27. What lessons can I draw from my experiences, if called upon to mediate again? Firstly, one will need to have a good grasp of the story, the whole story that ended up in the dispute. Depending on who claims to be the aggrieved party, he or she only has to be asked: “Can you tell me what happened from the beginning?” That will help determine how it all began. The mediator needs to know what information he has and what he doesn’t have. Thus, to understand the underlying interest of a disputing party, it is often useful to let them go on telling their story even if you think that it is unnecessarily detailed.
28. Another useful tool which may promote settlement is getting parties to realize the impact of an unresolved dispute. I have illustrated this in the case of the shipping disputes.

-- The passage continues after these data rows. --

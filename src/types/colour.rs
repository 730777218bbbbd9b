//! Colour values as they appear in palettes and SVG sources.

use std::fmt;
use std::str::FromStr;

use serde::{Deserialize, Serialize};

use crate::error::{IconError, Result};

/// An RGBA colour value.
///
/// Displays as uppercase `#RRGGBB` (or `#RRGGBBAA` when not opaque), which is
/// the form substituted into colorized templates.
#[derive(Debug, Clone, Copy, PartialEq, Eq, Hash, Serialize, Deserialize)]
#[serde(try_from = "String", into = "String")]
pub struct Colour {
    pub r: u8,
    pub g: u8,
    pub b: u8,
    pub a: u8,
}

impl Colour {
    /// Create a new colour from RGBA components.
    pub const fn new(r: u8, g: u8, b: u8, a: u8) -> Self {
        Self { r, g, b, a }
    }

    /// Create a new opaque colour from RGB components.
    pub const fn rgb(r: u8, g: u8, b: u8) -> Self {
        Self { r, g, b, a: 255 }
    }

    /// Parse a hex colour string.
    ///
    /// Supports `#RGB`, `#RGBA`, `#RRGGBB` and `#RRGGBBAA`. The leading `#`
    /// is optional.
    pub fn from_hex(s: &str) -> Result<Self> {
        let s = s.trim();
        let hex = s.strip_prefix('#').unwrap_or(s);

        let invalid = || IconError::Parse {
            message: format!("Invalid hex colour: {}", s),
            help: Some("Use #RGB, #RGBA, #RRGGBB, or #RRGGBBAA format".to_string()),
        };

        if !hex.is_ascii() {
            return Err(invalid());
        }

        let digits: Vec<u8> = match hex.len() {
            3 | 4 => hex
                .chars()
                .map(|c| c.to_digit(16).map(|d| (d as u8) << 4 | d as u8))
                .collect::<Option<_>>()
                .ok_or_else(invalid)?,
            6 | 8 => (0..hex.len())
                .step_by(2)
                .map(|i| u8::from_str_radix(&hex[i..i + 2], 16).ok())
                .collect::<Option<_>>()
                .ok_or_else(invalid)?,
            _ => return Err(invalid()),
        };

        Ok(match digits[..] {
            [r, g, b] => Self::rgb(r, g, b),
            [r, g, b, a] => Self::new(r, g, b, a),
            _ => return Err(invalid()),
        })
    }

    /// Lowercase hex form, as written into the palette swatch SVG.
    pub fn to_lower_hex(self) -> String {
        self.to_string().to_lowercase()
    }

    /// Check if the colour is fully opaque.
    pub fn is_opaque(self) -> bool {
        self.a == 255
    }
}

impl FromStr for Colour {
    type Err = IconError;

    fn from_str(s: &str) -> Result<Self> {
        Self::from_hex(s)
    }
}

impl TryFrom<String> for Colour {
    type Error = IconError;

    fn try_from(s: String) -> Result<Self> {
        Self::from_hex(&s)
    }
}

impl From<Colour> for String {
    fn from(colour: Colour) -> Self {
        colour.to_string()
    }
}

impl fmt::Display for Colour {
    fn fmt(&self, f: &mut fmt::Formatter<'_>) -> fmt::Result {
        if self.is_opaque() {
            write!(f, "#{:02X}{:02X}{:02X}", self.r, self.g, self.b)
        } else {
            write!(f, "#{:02X}{:02X}{:02X}{:02X}", self.r, self.g, self.b, self.a)
        }
    }
}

29. The mediator also has to be patient and present an unruffled and calm front, however unreasonable the agitation is. I had to brace myself to act in the general interests of both parties and not to let emotions affect my behaviour. To influence the disputing parties to give up some part of their claim also requires more than ordinary persuasion and often becomes a long drawn process. I found that demonstrating active listening was a sign to a party that I was listening sympathetically to his story and it was receiving the attention expected of me. It also showed that you are sincere. Through patient listening it is possible to signal to the parties that their views were being seriously heard, in the search for a solution.
30. Listening to my experiences, you would have discerned that in all the disputes I handled, I was the man in the middle. This is the man who above all else, must remain neutral and unprejudiced in order to be a successful mediator, whether in diplomatic relations or in the commercial disputes area. I hope that there were some useful ideas and techniques in what I have shared with you, that can equip you in mediation.
31. As we live in a multi-racial, multi-religious, and densely populated island, where people live cheek by jowl, and cars on roads are bumper to bumper, there can be many friction points. As we engage each other; seemingly small incidents can lead to major quarrels; each side for reasons of "face" will not budge. There will be a tendency to be trigger happy, outshout each other and call in the police, or worse threaten legal action. All of them generate heartaches and unnecessary emotional tensions, which can be averted if we resort to mediation. Let us rekindle the use of this peaceful form of dispute resolution, which, after all, has its roots right here in Asia.